Documentation Guidelines

Students who would like to apply for reasonable accommodations and services at Moravian University must self-disclose their disabilities by completing an Intake Form and submit supporting documentation to determine eligibility under Section 504 of the Rehabilitation Act of 1973, the Americans with Disabilities Act, and the ADAAA.

The following guidelines assure that documentation is complete and accurate.  

  1. Relevancy
    Documentation must be current and dated within three years of requesting accommodations as this is an individual process.  If documentation is beyond a three-year window, there may be circumstances in which it is appropriate and relevant.  Documentation beyond the three-year window often does not include updated medical information and refers to a student's elementary and middle school experience.  Documentation from the student's elementary and middle school experience does not provide enough information relevant to the high school educational experience.  It also does not identify the functional limitations and accommodations needed.    
  2. Qualified Professionals
    Qualified professionals who have direct experience with the disability must complete the evaluation.  The evaluation must contain the following information:
    1. Date(s) of evaluation, visit, or service.
    2. The evaluation should be typed on the healthcare provider letterhead and contain the name, title, credentials, and state and license number of the professional, be dated and signed with an actual and legible signature. 
    3. The Office of Disability and Accommodations will not accept handwritten documentation and notes written on a prescription pad. 
    4. Health care providers completing and providing medical documentation cannot be a family member or relative of the student. 
  3. Diagnostic Statement
    The evaluation should include a clear diagnostic statement identifying the disability, a description of the diagnostic methodology, and the tools used.  It also should describe the diagnosis process, the progression, and the prognosis of the diagnosis.
  4. Elements of a Comprehensive Evaluation
    The elements of a comprehensive evaluation typically include the following:
    1. Evidence of existing impairment.
    2. Background information 
    3. Relevant testing using multiple measures and an interpretation of results.
    4. Specific diagnosis.
    5. Provide information that rules out an alternative diagnosis or explanation
    6. Integrated summary including recommendations.
  5. Functional Limitations
    The evaluator should discuss how the disabling condition impacts the individual, the level of impairment to regular life activity regarding the severity, frequency, and pervasiveness of the condition, and a rationale for how these are logically related to the condition requested accommodations.  
  6. Expected Progression or Stability
    The evaluator should describe the expected progression or stability of the disability (i.e., any expected changes in the functional impact of the disability over time, context, and response to an environmental trigger).

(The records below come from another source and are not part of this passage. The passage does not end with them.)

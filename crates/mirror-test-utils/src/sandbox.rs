//! [`Sandbox`] builder for sync scenarios.

use std::path::{Path, PathBuf};

use tempfile::TempDir;

use crate::git;

/// A temporary directory laid out as:
///
/// ```text
/// upstream/<project-id>/   working repos standing in for the hosted service
/// cache/                   cache root for local mirrors
/// destinations/<name>.git  bare push targets
/// ```
///
/// Destination addresses are absolute paths, which the engine passes to git
/// verbatim.
pub struct Sandbox {
    temp_dir: TempDir,
}

impl Default for Sandbox {
    fn default() -> Self {
        Self::new()
    }
}

impl Sandbox {
    pub fn new() -> Self {
        Self {
            temp_dir: TempDir::new().unwrap(),
        }
    }

    pub fn root(&self) -> &Path {
        self.temp_dir.path()
    }

    /// Base URL to configure as the upstream host.
    pub fn upstream_base(&self) -> String {
        self.root().join("upstream").to_string_lossy().into_owned()
    }

    pub fn cache_root(&self) -> PathBuf {
        self.root().join("cache")
    }

    /// Path of the upstream repository for `id`.
    pub fn upstream_path(&self, id: &str) -> PathBuf {
        self.root().join("upstream").join(id)
    }

    /// Where the engine keeps the local mirror for `id`.
    pub fn mirror_path(&self, id: &str) -> PathBuf {
        self.cache_root().join(id)
    }

    /// Create an upstream project whose history lives on `branch`.
    /// Returns the initial commit id.
    pub fn create_project(&self, id: &str, branch: &str) -> String {
        git::init_with_commit(&self.upstream_path(id), branch)
    }

    /// Add a commit to the upstream project. Returns the new commit id.
    pub fn upstream_commit(&self, id: &str, file: &str, content: &str) -> String {
        git::commit_file(&self.upstream_path(id), file, content, &format!("Update {file}"))
    }

    /// Create a bare destination repository and return its address.
    pub fn destination(&self, name: &str) -> String {
        let path = self.destination_path(name);
        git::init_bare(&path);
        path.to_string_lossy().into_owned()
    }

    /// Address of a destination that does not exist, so pushes to it fail.
    pub fn missing_destination(&self, name: &str) -> String {
        self.destination_path(name).to_string_lossy().into_owned()
    }

    pub fn destination_path(&self, name: &str) -> PathBuf {
        self.root().join("destinations").join(format!("{name}.git"))
    }

    /// Commit id of `branch` in destination `name`, if it was pushed.
    pub fn destination_branch(&self, name: &str, branch: &str) -> Option<String> {
        git::resolve(&self.destination_path(name), &format!("refs/heads/{branch}"))
    }
}
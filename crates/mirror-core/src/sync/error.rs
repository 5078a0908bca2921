//! Failures recorded during a project sync

use std::path::PathBuf;

use mirror_git::FailureCategory;
use serde::Serialize;

/// Something that went wrong while syncing one project.
///
/// Fatal variants end the project's sync with `TotalFailure` before any
/// destination is contacted. [`SyncError::DestinationPush`] is scoped to a
/// single destination, and [`SyncError::TagFetch`] and [`SyncError::Cleanup`]
/// are only ever recorded as warnings.
#[derive(Debug, Clone, PartialEq, Eq, thiserror::Error, Serialize)]
#[serde(tag = "kind", rename_all = "snake_case")]
pub enum SyncError {
    #[error("Cannot prepare mirror at {}: {message}", path.display())]
    Initialization { path: PathBuf, message: String },

    #[error("Cannot reconcile destination remotes: {message}")]
    Reconcile { message: String },

    #[error("Fetching upstream failed ({category}): {message}")]
    UpstreamFetch {
        category: FailureCategory,
        message: String,
    },

    #[error("None of the primary branches exist upstream (tried {})", tried.join(", "))]
    NoPrimaryBranch { tried: Vec<String> },

    #[error("Local '{branch}' ({local}) has diverged from upstream ({upstream}); refusing to push")]
    DivergedHistory {
        branch: String,
        local: String,
        upstream: String,
    },

    /// Local repository failure while integrating upstream
    #[error("Repository error: {message}")]
    Repository { message: String },

    #[error("Push to '{remote}' failed ({category}): {message}")]
    DestinationPush {
        remote: String,
        category: FailureCategory,
        message: String,
    },

    #[error("Fetching upstream tags failed: {message}")]
    TagFetch { message: String },

    #[error("Cannot remove mirror at {}: {message}", path.display())]
    Cleanup { path: PathBuf, message: String },
}

#[cfg(test)]
mod tests {
    use super::*;

    #[test]
    fn test_no_primary_branch_lists_candidates() {
        let error = SyncError::NoPrimaryBranch {
            tried: vec!["main".into(), "master".into()],
        };
        assert_eq!(
            error.to_string(),
            "None of the primary branches exist upstream (tried main, master)"
        );
    }
}
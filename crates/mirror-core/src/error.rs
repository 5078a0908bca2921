//! Error types for mirror-core
//!
//! These cover configuration and input validation. Failures during a sync
//! never surface here; they are captured as [`crate::SyncError`] inside the
//! project's [`crate::SyncResult`].

/// Result type for mirror-core operations
pub type Result<T> = std::result::Result<T, Error>;

/// Errors that can occur in mirror-core operations
#[derive(Debug, thiserror::Error)]
pub enum Error {
    /// Project id cannot be used as an upstream path or cache directory
    #[error("Invalid project id '{id}': {reason}")]
    InvalidProjectId { id: String, reason: String },

    /// Destination address is empty or malformed
    #[error("Invalid destination '{address}': {reason}")]
    InvalidDestination { address: String, reason: String },

    /// Configuration failed validation; every problem found is listed
    #[error("Invalid configuration: {}", problems.join("; "))]
    InvalidConfig { problems: Vec<String> },

    /// Project id is not present in the configuration
    #[error("Project '{id}' is not configured")]
    UnknownProject { id: String },

    /// Filesystem error from mirror-fs
    #[error(transparent)]
    Fs(#[from] mirror_fs::Error),

    /// Git error from mirror-git
    #[error(transparent)]
    Git(#[from] mirror_git::Error),

    /// TOML deserialization error
    #[error(transparent)]
    TomlDe(#[from] toml::de::Error),
}
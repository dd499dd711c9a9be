pub mod db;
pub mod document;
pub mod error;
pub mod es;
pub mod indexer;
pub mod scan;

pub use db::{ColumnInfo, SqliteSource};
pub use document::{
    build_document, coerce_value, column_kind, document_id, es_type_for, table_mapping,
    ColumnKind, RowDocument, METADATA_KEY,
};
pub use error::{IndexError, ScanError, SearchError};
pub use es::{DocumentStore, ElasticsearchStore, ScrollCursor, SearchHit};
pub use indexer::{index_directory, IndexReport, SkippedSource};
pub use scan::{discover_sqlite_files, is_sqlite_file, DirectoryScanner, SQLITE_MAGIC};
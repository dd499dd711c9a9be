use crate::document::{build_document, coerce_value, column_kind, document_id, ColumnKind, RowDocument};
use crate::error::ScanError;
use rusqlite::{Connection, OpenFlags};
use std::collections::HashMap;
use std::path::{Path, PathBuf};
use tracing::debug;

/// Shadow tables created alongside FTS virtual tables.
const FTS_SHADOW_SUFFIXES: &[&str] = &[
    "content", "segments", "segdir", "docsize", "stat", "data", "idx", "config",
];

#[derive(Debug, Clone)]
pub struct ColumnInfo {
    pub name: String,
    pub declared_type: String,
}

/// Read-only view over a single SQLite database file.
pub struct SqliteSource {
    path: PathBuf,
    connection: Connection,
}

impl SqliteSource {
    pub fn open(path: impl AsRef<Path>) -> Result<Self, ScanError> {
        let path = path.as_ref().to_path_buf();
        debug!(path = %path.display(), "opening database");
        let connection = Connection::open_with_flags(
            &path,
            OpenFlags::SQLITE_OPEN_READ_ONLY | OpenFlags::SQLITE_OPEN_NO_MUTEX,
        )?;
        Ok(Self { path, connection })
    }

    pub fn path(&self) -> &Path {
        &self.path
    }

    /// Integrity check, false for files that carry a valid header but no
    /// readable pages.
    pub fn quick_check(&self) -> bool {
        let result: Result<String, rusqlite::Error> =
            self.connection
                .query_row("PRAGMA quick_check", [], |row| row.get(0));
        matches!(result.as_deref(), Ok("ok"))
    }

    /// User tables, excluding SQLite internals and full-text-search virtual
    /// tables together with their shadow tables.
    pub fn table_names(&self) -> Result<Vec<String>, ScanError> {
        let mut statement = self
            .connection
            .prepare("SELECT name, sql FROM sqlite_master WHERE type = 'table'")?;
        let entries = statement
            .query_map([], |row| {
                Ok((row.get::<_, String>(0)?, row.get::<_, Option<String>>(1)?))
            })?
            .collect::<Result<Vec<_>, rusqlite::Error>>()?;

        Ok(user_tables(&entries))
    }

    /// Column name and declared type for every column of a table.
    pub fn table_schema(&self, table: &str) -> Result<Vec<ColumnInfo>, ScanError> {
        let mut statement = self
            .connection
            .prepare("SELECT name, type FROM pragma_table_info(?1)")?;
        let columns = statement
            .query_map([table], |row| {
                Ok(ColumnInfo {
                    name: row.get(0)?,
                    declared_type: row.get(1)?,
                })
            })?
            .collect::<Result<Vec<_>, rusqlite::Error>>()?;
        Ok(columns)
    }

    /// All rows of a table as Elasticsearch-ready documents.
    pub fn read_documents(&self, table: &str) -> Result<Vec<RowDocument>, ScanError> {
        let schema = self.table_schema(table)?;
        let kinds: HashMap<String, ColumnKind> = schema
            .iter()
            .map(|column| (column.name.clone(), column_kind(&column.declared_type)))
            .collect();

        let quoted = quote_identifier(table);
        // WITHOUT ROWID tables reject the rowid column; fall back to row order.
        let (sql, has_rowid) = match self
            .connection
            .prepare(&format!("SELECT rowid, * FROM {quoted}"))
        {
            Ok(_) => (format!("SELECT rowid, * FROM {quoted}"), true),
            Err(_) => (format!("SELECT * FROM {quoted}"), false),
        };

        let mut statement = self.connection.prepare(&sql)?;
        let column_names: Vec<String> = statement
            .column_names()
            .iter()
            .map(|name| name.to_string())
            .collect();

        let mut documents = Vec::new();
        let mut rows = statement.query([])?;
        let mut ordinal: i64 = 0;

        while let Some(row) = rows.next()? {
            let row_id = if has_rowid {
                row.get::<_, i64>(0)?
            } else {
                ordinal
            };
            ordinal += 1;

            let skip = usize::from(has_rowid);
            let mut fields = serde_json::Map::new();
            for (position, name) in column_names.iter().enumerate().skip(skip) {
                let kind = kinds.get(name).copied().unwrap_or(ColumnKind::Unspecified);
                if let Some(value) = coerce_value(kind, row.get_ref(position)?) {
                    fields.insert(name.clone(), value);
                }
            }

            let path = self.path.to_string_lossy();
            documents.push(RowDocument {
                id: document_id(&path, table, row_id),
                fields: build_document(&path, table, fields),
            });
        }

        debug!(table, rows = documents.len(), "table read");
        Ok(documents)
    }
}

fn quote_identifier(name: &str) -> String {
    format!("\"{}\"", name.replace('"', "\"\""))
}

fn user_tables(entries: &[(String, Option<String>)]) -> Vec<String> {
    let fts_tables: Vec<&str> = entries
        .iter()
        .filter(|(_, sql)| {
            sql.as_deref()
                .is_some_and(|sql| sql.to_ascii_uppercase().contains("USING FTS"))
        })
        .map(|(name, _)| name.as_str())
        .collect();

    let is_fts_shadow = |name: &str| {
        fts_tables.iter().any(|fts| {
            name.strip_prefix(fts)
                .and_then(|rest| rest.strip_prefix('_'))
                .is_some_and(|suffix| FTS_SHADOW_SUFFIXES.contains(&suffix))
        })
    };

    let mut names: Vec<String> = entries
        .iter()
        .map(|(name, _)| name.as_str())
        .filter(|name| !name.starts_with("sqlite_"))
        .filter(|name| !fts_tables.contains(name))
        .filter(|name| !is_fts_shadow(name))
        .map(str::to_string)
        .collect();

    names.sort_unstable();
    names
}

#[cfg(test)]
mod tests {
    use super::{user_tables, SqliteSource};
    use rusqlite::Connection;
    use serde_json::json;
    use tempfile::tempdir;

    fn seeded_database(path: &std::path::Path) {
        let connection = Connection::open(path).expect("create test database");
        connection
            .execute_batch(
                "CREATE TABLE messages (id INTEGER, message TEXT);
                 INSERT INTO messages VALUES (1, 'one message');
                 INSERT INTO messages VALUES (2, 'another message');
                 INSERT INTO messages VALUES (3, 'one more message');
                 CREATE TABLE calls (_id INTEGER, number TEXT);
                 INSERT INTO calls VALUES (1, '123456789');",
            )
            .expect("seed test database");
    }

    #[test]
    fn tables_are_listed_sorted() -> Result<(), Box<dyn std::error::Error>> {
        let dir = tempdir()?;
        let path = dir.path().join("test.db");
        seeded_database(&path);

        let source = SqliteSource::open(&path)?;
        assert_eq!(source.table_names()?, vec!["calls", "messages"]);
        Ok(())
    }

    #[test]
    fn fts_tables_and_shadows_are_hidden() {
        let entries = vec![
            ("messages".to_string(), Some("CREATE TABLE messages (id INTEGER)".to_string())),
            (
                "messages_search".to_string(),
                Some("CREATE VIRTUAL TABLE messages_search USING fts5(body)".to_string()),
            ),
            ("messages_search_content".to_string(), Some("CREATE TABLE ...".to_string())),
            ("messages_search_docsize".to_string(), Some("CREATE TABLE ...".to_string())),
            ("messages_search_idx".to_string(), Some("CREATE TABLE ...".to_string())),
            ("sqlite_sequence".to_string(), Some("CREATE TABLE ...".to_string())),
        ];

        assert_eq!(user_tables(&entries), vec!["messages"]);
    }

    #[test]
    fn schema_reports_declared_types() -> Result<(), Box<dyn std::error::Error>> {
        let dir = tempdir()?;
        let path = dir.path().join("test.db");
        seeded_database(&path);

        let source = SqliteSource::open(&path)?;
        let schema = source.table_schema("messages")?;
        let columns: Vec<(&str, &str)> = schema
            .iter()
            .map(|column| (column.name.as_str(), column.declared_type.as_str()))
            .collect();
        assert_eq!(columns, vec![("id", "INTEGER"), ("message", "TEXT")]);
        Ok(())
    }

    #[test]
    fn rows_become_documents_with_metadata() -> Result<(), Box<dyn std::error::Error>> {
        let dir = tempdir()?;
        let path = dir.path().join("test.db");
        seeded_database(&path);

        let source = SqliteSource::open(&path)?;
        let documents = source.read_documents("messages")?;
        assert_eq!(documents.len(), 3);

        let first = &documents[0];
        assert_eq!(first.fields.get("id"), Some(&json!(1)));
        assert_eq!(first.fields.get("message"), Some(&json!("one message")));
        assert_eq!(
            first.fields.pointer_field("_metadata", "table"),
            Some("messages")
        );
        assert_eq!(
            first.fields.pointer_field("_metadata", "filename"),
            Some(path.to_string_lossy().as_ref())
        );

        // Identity is stable across reads.
        let again = source.read_documents("messages")?;
        assert_eq!(first.id, again[0].id);
        Ok(())
    }

    #[test]
    fn blob_columns_are_dropped() -> Result<(), Box<dyn std::error::Error>> {
        let dir = tempdir()?;
        let path = dir.path().join("test.db");
        let connection = Connection::open(&path)?;
        connection.execute_batch(
            "CREATE TABLE pictures (id INTEGER, data BLOB);
             INSERT INTO pictures VALUES (1, x'deadbeef');",
        )?;
        drop(connection);

        let source = SqliteSource::open(&path)?;
        let documents = source.read_documents("pictures")?;
        assert_eq!(documents.len(), 1);
        assert_eq!(documents[0].fields.get("id"), Some(&json!(1)));
        assert!(!documents[0].fields.contains_key("data"));
        Ok(())
    }

    trait PointerField {
        fn pointer_field(&self, object: &str, key: &str) -> Option<&str>;
    }

    impl PointerField for serde_json::Map<String, serde_json::Value> {
        fn pointer_field(&self, object: &str, key: &str) -> Option<&str> {
            self.get(object)?.get(key)?.as_str()
        }
    }
}
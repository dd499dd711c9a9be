use crate::db::SqliteSource;
use std::fs::File;
use std::io::Read;
use std::path::{Path, PathBuf};
use tracing::{debug, warn};
use walkdir::WalkDir;

/// First 16 bytes of every SQLite 3 database file.
pub const SQLITE_MAGIC: &[u8; 16] = b"SQLite format 3\0";

pub fn is_sqlite_file(path: &Path) -> bool {
    let mut header = [0u8; 16];
    let read = File::open(path).and_then(|mut file| file.read_exact(&mut header));
    read.is_ok() && header == *SQLITE_MAGIC
}

pub fn discover_sqlite_files(directory: &Path, blacklist: &[PathBuf]) -> Vec<PathBuf> {
    let mut files = Vec::new();

    let walker = WalkDir::new(directory).into_iter().filter_entry(|entry| {
        if !entry.file_type().is_dir() {
            return true;
        }
        match entry.path().strip_prefix(directory) {
            Ok(relative) => !blacklist.iter().any(|skipped| skipped.as_path() == relative),
            Err(_) => true,
        }
    });

    for entry in walker.filter_map(|item| item.ok()) {
        if entry.file_type().is_file() && is_sqlite_file(entry.path()) {
            files.push(entry.path().to_path_buf());
        }
    }

    files.sort_unstable();
    files
}

/// Finds SQLite files under a directory and keeps only the ones that can be
/// opened and pass an integrity check. Carved or truncated files often carry
/// a valid header but no readable pages.
pub struct DirectoryScanner {
    directory: PathBuf,
    blacklist: Vec<PathBuf>,
}

impl DirectoryScanner {
    pub fn new(directory: impl Into<PathBuf>) -> Self {
        Self {
            directory: directory.into(),
            blacklist: Vec::new(),
        }
    }

    pub fn with_blacklist(directory: impl Into<PathBuf>, blacklist: Vec<PathBuf>) -> Self {
        Self {
            directory: directory.into(),
            blacklist,
        }
    }

    pub fn directory(&self) -> &Path {
        &self.directory
    }

    pub fn valid_databases(&self) -> Vec<PathBuf> {
        let candidates = discover_sqlite_files(&self.directory, &self.blacklist);
        debug!(
            directory = %self.directory.display(),
            candidates = candidates.len(),
            "database files discovered"
        );

        let mut valid = Vec::new();
        for path in candidates {
            match SqliteSource::open(&path) {
                Ok(source) if source.quick_check() => valid.push(path),
                Ok(_) => warn!(path = %path.display(), "integrity check failure"),
                Err(error) => warn!(path = %path.display(), %error, "unable to open"),
            }
        }

        debug!(
            directory = %self.directory.display(),
            valid = valid.len(),
            "database files passed the integrity check"
        );
        valid
    }
}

In addition, information on interventions may be helpful.
  7. Current or Past Accommodations, Services, and medications
    The evaluator should note any current or prior accommodations, support services, auxiliary aids, medications, etc., and their effects on the functional impact of the disability.  While these are not binding on the current institution, they may provide insight for everyday planning purposes.  This information is essential for transfer students. 
  8. Recommendations for Current Accommodations and Strategies
    1. The recommendations should be specific recommendations and link to a rationale for the accommodations.
    2. Include a description of the impact of diagnosed disability on specific significant life activity.
    3. Specific test results or clinical observations should support the recommendations.
  9. Appropriate documentation includes the following 
    - Cognitive/Intellectual disabilities- a recent evaluation or reevaluation report stating the testing completed, who administered the testing, and specific recommended accommodations.  
    - Medical conditions- a physician may complete the Medical Condition Documentation form
    - Psychological conditions- a physician may complete the Psychological Condition Documentation form
    - Asthma/Allergies/Food Allergies- a physician may complete the Asthma, Environmental Allergy, and Food Allergy Disabilities Documentation form 
    - Concussion/Traumatic Brain Injuries- a physician may complete the Documentation of a Concussion/ Traumatic Brain Injury form

    Documents can be sent securely by fax to 610-625-7877.

Important to Note:

  • An Individualized Education Program (IEP) or a 504 Plan is not sufficient documentation of a disability as it only provides educational documentation and does not provide the necessary medical information needed.  
  • Prior history of any unique accommodation may not warrant its continued provision.